Work instructions -> From the records below, please return each line that holds the word "played".

--- START ---

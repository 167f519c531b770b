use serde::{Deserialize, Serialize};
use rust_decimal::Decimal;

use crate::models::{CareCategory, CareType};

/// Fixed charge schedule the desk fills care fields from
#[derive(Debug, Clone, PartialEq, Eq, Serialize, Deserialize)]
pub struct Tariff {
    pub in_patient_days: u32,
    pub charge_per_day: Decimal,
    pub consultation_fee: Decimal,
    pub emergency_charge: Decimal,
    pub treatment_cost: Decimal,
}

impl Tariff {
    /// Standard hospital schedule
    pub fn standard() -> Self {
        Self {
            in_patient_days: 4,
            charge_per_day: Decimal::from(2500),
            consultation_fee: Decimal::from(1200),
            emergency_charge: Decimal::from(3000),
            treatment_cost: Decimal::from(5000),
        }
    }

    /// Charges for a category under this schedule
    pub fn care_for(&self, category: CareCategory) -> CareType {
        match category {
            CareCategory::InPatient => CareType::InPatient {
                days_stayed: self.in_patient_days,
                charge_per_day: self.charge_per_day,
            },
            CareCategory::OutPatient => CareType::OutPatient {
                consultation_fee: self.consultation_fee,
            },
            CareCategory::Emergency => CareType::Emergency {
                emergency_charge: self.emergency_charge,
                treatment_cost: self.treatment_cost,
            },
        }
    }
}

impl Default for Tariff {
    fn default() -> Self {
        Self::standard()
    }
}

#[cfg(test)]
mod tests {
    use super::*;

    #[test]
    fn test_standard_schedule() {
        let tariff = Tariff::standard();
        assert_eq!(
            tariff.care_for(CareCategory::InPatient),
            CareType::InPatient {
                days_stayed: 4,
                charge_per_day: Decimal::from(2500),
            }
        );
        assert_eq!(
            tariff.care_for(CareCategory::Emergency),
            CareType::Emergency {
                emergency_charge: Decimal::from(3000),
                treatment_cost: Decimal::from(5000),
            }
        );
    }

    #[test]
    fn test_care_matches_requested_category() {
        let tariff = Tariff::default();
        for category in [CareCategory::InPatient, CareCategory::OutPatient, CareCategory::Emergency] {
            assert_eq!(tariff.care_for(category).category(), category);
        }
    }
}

--- END ---
--- START ---

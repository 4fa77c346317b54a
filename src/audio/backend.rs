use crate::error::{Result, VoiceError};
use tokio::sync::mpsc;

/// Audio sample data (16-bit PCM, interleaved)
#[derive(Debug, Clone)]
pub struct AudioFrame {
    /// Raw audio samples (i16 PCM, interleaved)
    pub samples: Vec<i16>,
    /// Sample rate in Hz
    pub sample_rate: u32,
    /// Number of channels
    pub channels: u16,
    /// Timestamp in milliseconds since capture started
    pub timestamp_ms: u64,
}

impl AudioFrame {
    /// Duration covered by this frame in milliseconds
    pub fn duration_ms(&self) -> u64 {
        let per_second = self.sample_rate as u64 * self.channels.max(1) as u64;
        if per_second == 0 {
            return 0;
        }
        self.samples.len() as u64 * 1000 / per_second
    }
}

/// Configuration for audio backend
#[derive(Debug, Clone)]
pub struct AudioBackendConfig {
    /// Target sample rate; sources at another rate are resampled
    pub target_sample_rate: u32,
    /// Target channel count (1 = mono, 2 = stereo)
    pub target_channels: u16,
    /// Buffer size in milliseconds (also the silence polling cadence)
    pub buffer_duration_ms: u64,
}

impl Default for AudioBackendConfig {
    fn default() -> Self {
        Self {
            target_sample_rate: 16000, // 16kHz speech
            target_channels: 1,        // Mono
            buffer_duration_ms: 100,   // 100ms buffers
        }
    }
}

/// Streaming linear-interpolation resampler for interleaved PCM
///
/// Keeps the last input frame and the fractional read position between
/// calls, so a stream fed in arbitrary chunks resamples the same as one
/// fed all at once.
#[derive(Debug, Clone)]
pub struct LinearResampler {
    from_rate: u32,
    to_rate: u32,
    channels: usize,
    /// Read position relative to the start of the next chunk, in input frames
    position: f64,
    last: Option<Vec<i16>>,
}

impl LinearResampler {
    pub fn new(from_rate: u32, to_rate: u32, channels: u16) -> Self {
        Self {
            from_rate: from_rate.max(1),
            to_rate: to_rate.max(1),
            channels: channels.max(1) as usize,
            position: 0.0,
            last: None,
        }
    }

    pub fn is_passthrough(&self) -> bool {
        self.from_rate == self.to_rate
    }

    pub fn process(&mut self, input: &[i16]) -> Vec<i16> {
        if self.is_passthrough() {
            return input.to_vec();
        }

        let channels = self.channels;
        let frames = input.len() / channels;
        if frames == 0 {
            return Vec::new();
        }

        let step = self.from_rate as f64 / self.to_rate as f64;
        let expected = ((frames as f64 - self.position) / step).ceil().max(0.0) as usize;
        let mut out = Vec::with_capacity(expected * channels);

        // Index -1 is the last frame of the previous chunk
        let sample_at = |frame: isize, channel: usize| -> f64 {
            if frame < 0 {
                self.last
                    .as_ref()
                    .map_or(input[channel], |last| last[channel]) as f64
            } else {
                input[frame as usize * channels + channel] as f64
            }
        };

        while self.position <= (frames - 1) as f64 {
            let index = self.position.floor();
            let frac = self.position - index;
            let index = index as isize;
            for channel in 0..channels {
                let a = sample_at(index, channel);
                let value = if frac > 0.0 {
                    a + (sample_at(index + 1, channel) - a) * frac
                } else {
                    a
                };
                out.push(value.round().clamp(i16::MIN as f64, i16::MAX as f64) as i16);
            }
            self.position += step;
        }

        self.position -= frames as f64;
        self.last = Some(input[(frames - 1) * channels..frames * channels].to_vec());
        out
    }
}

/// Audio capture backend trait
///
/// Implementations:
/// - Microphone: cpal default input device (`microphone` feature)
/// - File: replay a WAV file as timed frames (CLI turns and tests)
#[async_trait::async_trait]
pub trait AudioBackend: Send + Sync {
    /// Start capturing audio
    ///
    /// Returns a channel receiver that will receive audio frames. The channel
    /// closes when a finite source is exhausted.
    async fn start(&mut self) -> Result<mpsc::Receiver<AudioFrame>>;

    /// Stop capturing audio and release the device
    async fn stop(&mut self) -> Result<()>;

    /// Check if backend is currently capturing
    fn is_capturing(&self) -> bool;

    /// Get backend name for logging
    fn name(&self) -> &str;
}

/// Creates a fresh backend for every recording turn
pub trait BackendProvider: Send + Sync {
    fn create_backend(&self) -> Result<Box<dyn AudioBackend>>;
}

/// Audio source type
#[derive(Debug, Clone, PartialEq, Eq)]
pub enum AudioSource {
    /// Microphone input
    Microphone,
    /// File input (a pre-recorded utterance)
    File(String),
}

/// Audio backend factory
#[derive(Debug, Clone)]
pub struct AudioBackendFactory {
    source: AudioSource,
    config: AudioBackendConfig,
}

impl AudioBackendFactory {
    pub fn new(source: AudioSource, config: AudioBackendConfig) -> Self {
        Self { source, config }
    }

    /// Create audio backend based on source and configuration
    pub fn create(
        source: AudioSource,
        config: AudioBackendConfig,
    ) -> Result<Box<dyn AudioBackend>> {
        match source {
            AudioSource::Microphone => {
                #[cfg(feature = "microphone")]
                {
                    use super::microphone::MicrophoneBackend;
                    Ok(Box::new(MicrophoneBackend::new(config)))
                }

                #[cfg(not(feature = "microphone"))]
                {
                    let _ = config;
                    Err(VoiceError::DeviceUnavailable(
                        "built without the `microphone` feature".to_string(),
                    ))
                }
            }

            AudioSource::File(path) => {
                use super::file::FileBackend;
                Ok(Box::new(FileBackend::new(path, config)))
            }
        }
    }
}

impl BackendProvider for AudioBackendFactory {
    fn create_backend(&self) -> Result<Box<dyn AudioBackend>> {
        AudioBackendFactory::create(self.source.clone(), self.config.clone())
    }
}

--- END ---
--- START ---

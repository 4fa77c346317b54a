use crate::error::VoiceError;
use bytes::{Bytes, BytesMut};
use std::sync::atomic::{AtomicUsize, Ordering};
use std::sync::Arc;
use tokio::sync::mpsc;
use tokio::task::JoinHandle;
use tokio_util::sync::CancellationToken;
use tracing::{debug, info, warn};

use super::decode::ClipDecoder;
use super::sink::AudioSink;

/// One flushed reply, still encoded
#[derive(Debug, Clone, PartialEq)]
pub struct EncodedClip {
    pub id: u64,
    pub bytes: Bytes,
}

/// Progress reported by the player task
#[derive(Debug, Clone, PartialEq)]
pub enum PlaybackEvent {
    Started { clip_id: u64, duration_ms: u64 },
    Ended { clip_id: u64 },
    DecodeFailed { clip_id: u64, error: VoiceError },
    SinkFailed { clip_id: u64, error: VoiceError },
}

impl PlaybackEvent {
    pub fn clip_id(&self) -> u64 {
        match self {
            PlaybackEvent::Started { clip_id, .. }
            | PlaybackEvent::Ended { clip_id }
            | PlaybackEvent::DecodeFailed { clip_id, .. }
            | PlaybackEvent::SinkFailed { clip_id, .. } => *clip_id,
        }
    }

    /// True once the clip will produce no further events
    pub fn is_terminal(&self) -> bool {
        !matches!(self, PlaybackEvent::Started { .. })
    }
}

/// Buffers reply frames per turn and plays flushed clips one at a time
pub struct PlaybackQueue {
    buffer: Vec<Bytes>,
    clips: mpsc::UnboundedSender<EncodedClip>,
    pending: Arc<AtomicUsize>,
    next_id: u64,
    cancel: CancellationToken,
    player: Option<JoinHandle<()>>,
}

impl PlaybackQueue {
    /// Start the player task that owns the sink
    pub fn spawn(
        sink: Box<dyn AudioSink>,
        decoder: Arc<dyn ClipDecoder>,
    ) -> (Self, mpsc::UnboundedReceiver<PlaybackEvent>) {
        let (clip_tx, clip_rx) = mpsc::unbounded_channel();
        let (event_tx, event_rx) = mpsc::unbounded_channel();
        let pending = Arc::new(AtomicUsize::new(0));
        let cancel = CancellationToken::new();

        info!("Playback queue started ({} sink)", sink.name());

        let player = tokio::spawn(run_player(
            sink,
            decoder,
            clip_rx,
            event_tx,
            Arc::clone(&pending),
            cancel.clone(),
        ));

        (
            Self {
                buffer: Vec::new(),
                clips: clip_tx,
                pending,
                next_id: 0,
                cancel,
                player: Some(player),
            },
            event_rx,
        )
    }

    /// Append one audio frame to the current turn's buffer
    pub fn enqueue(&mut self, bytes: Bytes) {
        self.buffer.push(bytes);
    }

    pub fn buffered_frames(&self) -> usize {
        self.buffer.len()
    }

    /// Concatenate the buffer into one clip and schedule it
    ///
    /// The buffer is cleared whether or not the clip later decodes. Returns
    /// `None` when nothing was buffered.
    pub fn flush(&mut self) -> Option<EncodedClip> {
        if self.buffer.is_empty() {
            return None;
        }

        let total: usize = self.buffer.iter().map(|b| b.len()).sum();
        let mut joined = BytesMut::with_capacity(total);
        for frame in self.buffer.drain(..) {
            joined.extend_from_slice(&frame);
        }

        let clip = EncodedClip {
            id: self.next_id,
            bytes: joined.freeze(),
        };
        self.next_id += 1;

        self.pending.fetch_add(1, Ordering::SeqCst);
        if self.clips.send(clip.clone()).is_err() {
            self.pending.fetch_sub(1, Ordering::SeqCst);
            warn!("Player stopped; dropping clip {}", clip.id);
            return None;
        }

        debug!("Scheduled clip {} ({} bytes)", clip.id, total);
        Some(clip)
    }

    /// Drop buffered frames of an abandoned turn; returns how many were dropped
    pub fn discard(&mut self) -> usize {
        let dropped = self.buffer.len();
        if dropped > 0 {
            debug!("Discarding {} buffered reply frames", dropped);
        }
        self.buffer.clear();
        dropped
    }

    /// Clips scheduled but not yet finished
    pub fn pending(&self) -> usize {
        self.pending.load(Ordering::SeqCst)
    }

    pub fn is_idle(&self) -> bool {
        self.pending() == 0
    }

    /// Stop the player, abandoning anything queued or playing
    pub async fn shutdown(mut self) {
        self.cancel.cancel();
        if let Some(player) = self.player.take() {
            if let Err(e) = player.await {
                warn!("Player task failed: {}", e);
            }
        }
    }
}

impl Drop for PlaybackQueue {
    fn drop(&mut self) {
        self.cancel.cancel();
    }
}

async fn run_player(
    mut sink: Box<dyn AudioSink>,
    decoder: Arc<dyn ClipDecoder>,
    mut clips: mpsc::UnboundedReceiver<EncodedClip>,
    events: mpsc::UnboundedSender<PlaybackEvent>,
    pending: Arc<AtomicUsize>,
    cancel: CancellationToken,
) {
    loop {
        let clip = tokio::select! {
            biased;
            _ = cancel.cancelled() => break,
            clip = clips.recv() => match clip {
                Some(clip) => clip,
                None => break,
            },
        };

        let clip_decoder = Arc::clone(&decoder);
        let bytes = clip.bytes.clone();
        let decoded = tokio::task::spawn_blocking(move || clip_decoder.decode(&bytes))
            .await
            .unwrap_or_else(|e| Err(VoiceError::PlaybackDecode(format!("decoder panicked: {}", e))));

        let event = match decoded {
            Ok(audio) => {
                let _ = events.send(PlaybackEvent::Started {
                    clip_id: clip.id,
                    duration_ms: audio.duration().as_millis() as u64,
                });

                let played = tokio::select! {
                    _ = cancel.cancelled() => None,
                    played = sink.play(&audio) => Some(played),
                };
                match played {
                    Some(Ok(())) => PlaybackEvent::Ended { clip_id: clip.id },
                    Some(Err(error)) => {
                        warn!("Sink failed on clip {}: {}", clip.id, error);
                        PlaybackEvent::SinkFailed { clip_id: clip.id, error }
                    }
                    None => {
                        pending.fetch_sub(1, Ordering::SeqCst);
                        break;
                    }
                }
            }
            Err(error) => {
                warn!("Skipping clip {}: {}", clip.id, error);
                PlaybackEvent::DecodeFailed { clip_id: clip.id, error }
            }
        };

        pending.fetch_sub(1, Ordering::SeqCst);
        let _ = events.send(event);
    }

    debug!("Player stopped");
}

--- END ---

Expected answer ->
                let played = tokio::select! {
                    played = sink.play(&audio) => Some(played),
                match played {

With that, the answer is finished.